# Fuel injected Pontiac 400



## JeffW (Aug 30, 2009)

I'm considering building and installing a megasquirt fuel injection system on a 68 Pontiac 400. Does anyone have expierance or knowledge on the megasquirt system. I'm thinking of using the megasquirt v.30 as this system would allow future upgrades such as ignition control. Right now, I would like to start with fuel control only as I believe my ditributor is incompatible and I don't believe a compatible distributor is availible on the aftermarket. Has anyone have expierance converting to fuel injection?

Thanx
JeffW


----------



## jetstang (Nov 5, 2008)

My buddy put the FAST EFI on his 355 SBC in his 63 Chevy II, and it runs real strong, but standing behind it there wasn't any gassy smell that you would expect out of a 500 HP small block, I was impressed, and didn't look that bad to install.


----------



## Eric Animal (Oct 28, 2007)

I think BUTLER sells the system and will prolly provide "tech assistance" Good bunch of guys at Butler......Eric


----------



## JeffW (Aug 30, 2009)

*Fuel injection for a Pontiac 400*

Butler performance is a very good performance shop. They helped alot while I was building the 400 block. Knowledgeable, and proffesional. The only bad part is I think I alredy put one or two of there kids through school. Oh well! But thanks for the guidance.
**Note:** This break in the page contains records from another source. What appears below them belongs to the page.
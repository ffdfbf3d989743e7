pub mod batch;
pub mod color;
pub mod rasterize;
pub mod template;
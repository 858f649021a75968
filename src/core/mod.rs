//! Core game types: players, board, actions, symmetry, RNG.
//!
//! Everything here is pure data plus the action codec. The rules that move
//! a `Board` forward live in `crate::rules`.

pub mod action;
pub mod board;
pub mod player;
pub mod rng;
pub mod symmetry;

pub use action::{Action, ActionError, Placement, ACTION_SPACE, MOVE_SPACE, TILE_SPACE};
pub use board::{
    Board, History, Outcome, Piece, Snapshot, Square, StateKey, Stock, Tile, TileStock,
    BOARD_SIZE, HISTORY_LEN, INITIAL_BLACK_TILES, INITIAL_GRAY_TILES, NUM_SQUARES,
    PIECES_PER_PLAYER,
};
pub use player::{Player, PlayerMap};
pub use rng::GameRng;
pub use symmetry::{canonical_action, flip_action, flip_cell, flip_grid};
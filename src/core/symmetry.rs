//! 180° rotation between the two players' points of view.
//!
//! The oracle always sees the board with the side to move at the bottom.
//! When player two is to move, the encoder rotates the board and every
//! action has to be rotated the same way before its logits are looked up.

use super::action::{Action, Placement};
use super::board::{Square, NUM_SQUARES};
use super::player::Player;

impl Square {
    /// The square at the same place after a 180° rotation (`24 - i`).
    #[inline]
    #[must_use]
    pub fn flipped(self) -> Self {
        match Square::new(NUM_SQUARES - 1 - self.index()) {
            Some(square) => square,
            None => unreachable!("rotation keeps squares on the board"),
        }
    }
}

impl Placement {
    /// Same tile color, rotated square.
    #[must_use]
    pub fn flipped(self) -> Self {
        match self {
            Placement::None => Placement::None,
            Placement::Black(square) => Placement::Black(square.flipped()),
            Placement::Gray(square) => Placement::Gray(square.flipped()),
        }
    }
}

impl Action {
    /// Rotate origin, destination and placement square by 180°.
    #[must_use]
    pub fn flipped(self) -> Self {
        Action::from_parts(self.from().flipped(), self.to().flipped(), self.placement().flipped())
    }
}

/// Rotate a cell index by 180°.
#[inline]
#[must_use]
pub fn flip_cell(index: usize) -> usize {
    NUM_SQUARES - 1 - index
}

/// Rotate an action by 180°. Involutive.
#[inline]
#[must_use]
pub fn flip_action(action: Action) -> Action {
    action.flipped()
}

/// Express a true-coordinate action in the oracle's orientation for `mover`.
#[inline]
#[must_use]
pub fn canonical_action(action: Action, mover: Player) -> Action {
    match mover {
        Player::One => action,
        Player::Two => action.flipped(),
    }
}

/// Rotate a row-major grid by 180°.
#[must_use]
pub fn flip_grid<T: Copy>(grid: &[T; NUM_SQUARES]) -> [T; NUM_SQUARES] {
    std::array::from_fn(|i| grid[flip_cell(i)])
}
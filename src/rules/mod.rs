//! Game rules: move generation and state transitions.
//!
//! Both halves are written as inherent methods on `Board`:
//! - `legal_destinations`, `legal_actions`, `is_legal` (move generation)
//! - `step`, `step_code` (checked transitions)
//!
//! Move generation is deterministic and ordered; search relies on the
//! order for tie-breaking.

pub mod engine;
pub mod movegen;

pub use engine::RulesError;
pub use movegen::{directions, Destinations};
//! The evaluation oracle consulted by search.
//!
//! An oracle maps an encoded position to a move-logit head, a tile-logit
//! head and a scalar value, all in canonical (mover at the bottom)
//! orientation. Search treats it as a black box; anything that satisfies
//! `Oracle` can drive it, from a remote network to a constant stub.

use serde::{Deserialize, Serialize};
use thiserror::Error;

use crate::core::{MOVE_SPACE, TILE_SPACE};

/// Encoded game state as a flat tensor for neural network input.
#[derive(Clone, Debug, PartialEq, Serialize, Deserialize)]
pub struct EncodedState {
    /// Flattened tensor data (row-major order).
    pub tensor: Vec<f32>,

    /// Shape of the tensor, `[planes, height, width]` for board encodings.
    pub shape: Vec<usize>,
}

impl EncodedState {
    /// Create a zero-filled encoded state with the given shape.
    pub fn zeros(shape: Vec<usize>) -> Self {
        let size = shape.iter().product();
        Self {
            tensor: vec![0.0; size],
            shape,
        }
    }
}

/// Errors an oracle can report. Both abort the current search call.
#[derive(Debug, Clone, PartialEq, Error)]
pub enum OracleError {
    /// The oracle could not produce an answer at all.
    #[error("oracle unavailable: {0}")]
    Unavailable(String),

    /// The oracle answered with the wrong shape, non-finite logits or a
    /// value outside `[-1, 1]`.
    #[error("malformed oracle output: {0}")]
    MalformedOutput(String),
}

/// One oracle answer.
#[derive(Clone, Debug, PartialEq, Serialize, Deserialize)]
pub struct OracleOutput {
    /// One logit per `from * 25 + to`.
    pub move_logits: Vec<f32>,
    /// One logit per tile index (no placement, 25 black, 25 gray).
    pub tile_logits: Vec<f32>,
    /// Expected outcome for the side to move, in `[-1, 1]`.
    pub value: f32,
}

impl OracleOutput {
    /// Check head lengths, that every logit is finite and that the value
    /// lies in `[-1, 1]`.
    pub fn validate(&self) -> Result<(), OracleError> {
        if self.move_logits.len() != MOVE_SPACE {
            return Err(OracleError::MalformedOutput(format!(
                "expected {MOVE_SPACE} move logits, got {}",
                self.move_logits.len()
            )));
        }
        if self.tile_logits.len() != TILE_SPACE {
            return Err(OracleError::MalformedOutput(format!(
                "expected {TILE_SPACE} tile logits, got {}",
                self.tile_logits.len()
            )));
        }
        if !(-1.0..=1.0).contains(&self.value) {
            return Err(OracleError::MalformedOutput(format!(
                "value {} is outside [-1, 1]",
                self.value
            )));
        }
        if let Some(bad) = self
            .move_logits
            .iter()
            .chain(self.tile_logits.iter())
            .find(|l| !l.is_finite())
        {
            return Err(OracleError::MalformedOutput(format!("logit {bad} is not finite")));
        }
        Ok(())
    }
}

/// Position evaluator used by search at unexpanded nodes.
///
/// Implementations must be deterministic for search results to be
/// reproducible under a fixed seed.
pub trait Oracle: Send + Sync {
    /// Evaluate one encoded position.
    fn evaluate(&self, encoded: &EncodedState) -> Result<OracleOutput, OracleError>;

    /// Batch evaluation (optional optimization).
    fn evaluate_batch(&self, encoded: &[EncodedState]) -> Result<Vec<OracleOutput>, OracleError> {
        encoded.iter().map(|e| self.evaluate(e)).collect()
    }
}

impl<O: Oracle + ?Sized> Oracle for &O {
    fn evaluate(&self, encoded: &EncodedState) -> Result<OracleOutput, OracleError> {
        (**self).evaluate(encoded)
    }

    fn evaluate_batch(&self, encoded: &[EncodedState]) -> Result<Vec<OracleOutput>, OracleError> {
        (**self).evaluate_batch(encoded)
    }
}

/// All-zero logits and a zero value: uniform priors over legal actions.
#[derive(Clone, Copy, Debug, Default)]
pub struct UniformOracle;

impl Oracle for UniformOracle {
    fn evaluate(&self, _encoded: &EncodedState) -> Result<OracleOutput, OracleError> {
        Ok(OracleOutput {
            move_logits: vec![0.0; MOVE_SPACE],
            tile_logits: vec![0.0; TILE_SPACE],
            value: 0.0,
        })
    }
}

/// Fixed logits and value regardless of input (for testing).
#[derive(Clone, Debug)]
pub struct ConstantOracle {
    output: OracleOutput,
}

impl ConstantOracle {
    /// Zero logits and zero value.
    #[must_use]
    pub fn new() -> Self {
        Self {
            output: OracleOutput {
                move_logits: vec![0.0; MOVE_SPACE],
                tile_logits: vec![0.0; TILE_SPACE],
                value: 0.0,
            },
        }
    }

    /// Set the value returned for every position.
    #[must_use]
    pub fn with_value(mut self, value: f32) -> Self {
        self.output.value = value;
        self
    }

    /// Set a single move logit. Out-of-range indices are ignored.
    #[must_use]
    pub fn with_move_logit(mut self, move_index: usize, logit: f32) -> Self {
        if let Some(slot) = self.output.move_logits.get_mut(move_index) {
            *slot = logit;
        }
        self
    }

    /// Set a single tile logit. Out-of-range indices are ignored.
    #[must_use]
    pub fn with_tile_logit(mut self, tile_index: usize, logit: f32) -> Self {
        if let Some(slot) = self.output.tile_logits.get_mut(tile_index) {
            *slot = logit;
        }
        self
    }

    /// Replace the whole output. Not validated until search asks for it.
    #[must_use]
    pub fn with_output(mut self, output: OracleOutput) -> Self {
        self.output = output;
        self
    }
}

impl Default for ConstantOracle {
    fn default() -> Self {
        Self::new()
    }
}

impl Oracle for ConstantOracle {
    fn evaluate(&self, _encoded: &EncodedState) -> Result<OracleOutput, OracleError> {
        Ok(self.output.clone())
    }
}

#[cfg(test)]
mod tests {
    use super::*;

    #[test]
    fn test_encoded_state_zeros() {
        let state = EncodedState::zeros(vec![2, 3]);
        assert_eq!(state.tensor.len(), 6);
        assert!(state.tensor.iter().all(|&v| v == 0.0));
    }

    #[test]
    fn test_uniform_oracle_is_valid() {
        let output = UniformOracle.evaluate(&EncodedState::zeros(vec![1])).unwrap();
        assert!(output.validate().is_ok());
        assert_eq!(output.value, 0.0);
    }

    #[test]
    fn test_constant_oracle_builder() {
        let oracle = ConstantOracle::new()
            .with_value(0.5)
            .with_move_logit(3, 2.0)
            .with_tile_logit(50, -1.0)
            .with_move_logit(10_000, 9.0);
        let output = oracle.evaluate(&EncodedState::zeros(vec![1])).unwrap();

        assert_eq!(output.value, 0.5);
        assert_eq!(output.move_logits[3], 2.0);
        assert_eq!(output.tile_logits[50], -1.0);
        assert!(output.validate().is_ok());
    }

    #[test]
    fn test_validate_rejects_bad_shapes() {
        let mut output = UniformOracle.evaluate(&EncodedState::zeros(vec![1])).unwrap();
        output.move_logits.pop();
        assert!(matches!(output.validate(), Err(OracleError::MalformedOutput(_))));

        let mut output = UniformOracle.evaluate(&EncodedState::zeros(vec![1])).unwrap();
        output.tile_logits.push(0.0);
        assert!(matches!(output.validate(), Err(OracleError::MalformedOutput(_))));
    }

    #[test]
    fn test_validate_rejects_bad_numbers() {
        let mut output = UniformOracle.evaluate(&EncodedState::zeros(vec![1])).unwrap();
        output.value = f32::NAN;
        assert!(output.validate().is_err());

        let mut output = UniformOracle.evaluate(&EncodedState::zeros(vec![1])).unwrap();
        output.value = 1.5;
        assert!(matches!(output.validate(), Err(OracleError::MalformedOutput(_))));
        output.value = -1.0;
        assert!(output.validate().is_ok());

        let mut output = UniformOracle.evaluate(&EncodedState::zeros(vec![1])).unwrap();
        output.move_logits[7] = f32::INFINITY;
        assert!(output.validate().is_err());
    }

    #[test]
    fn test_evaluate_batch() {
        let oracle = ConstantOracle::new().with_value(-0.25);
        let states = vec![EncodedState::zeros(vec![2]), EncodedState::zeros(vec![2])];
        let outputs = (&oracle).evaluate_batch(&states).unwrap();

        assert_eq!(outputs.len(), 2);
        assert!(outputs.iter().all(|o| o.value == -0.25));
    }

    #[test]
    fn test_output_serialization() {
        let output = ConstantOracle::new()
            .with_value(1.0)
            .evaluate(&EncodedState::zeros(vec![1]))
            .unwrap();
        let json = serde_json::to_string(&output).unwrap();
        let deserialized: OracleOutput = serde_json::from_str(&json).unwrap();
        assert_eq!(output, deserialized);
    }
}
I'll check there web site and go from there.

Thanks again

JeffW


----------



## Eric Animal (Oct 28, 2007)

That's better than putting someone's kids to school who gave you BAD advice and poor service!


----------



## Indecision (Oct 24, 2010)

I have heard good stuff about both the Megasquirt and FAST EFI, I am a big fan of FAST generally speaking though I don't know much specifically about the system. I have an LS based background. I am all about modifying these motors for EFI though, don't let a nay sayer get you down.


----------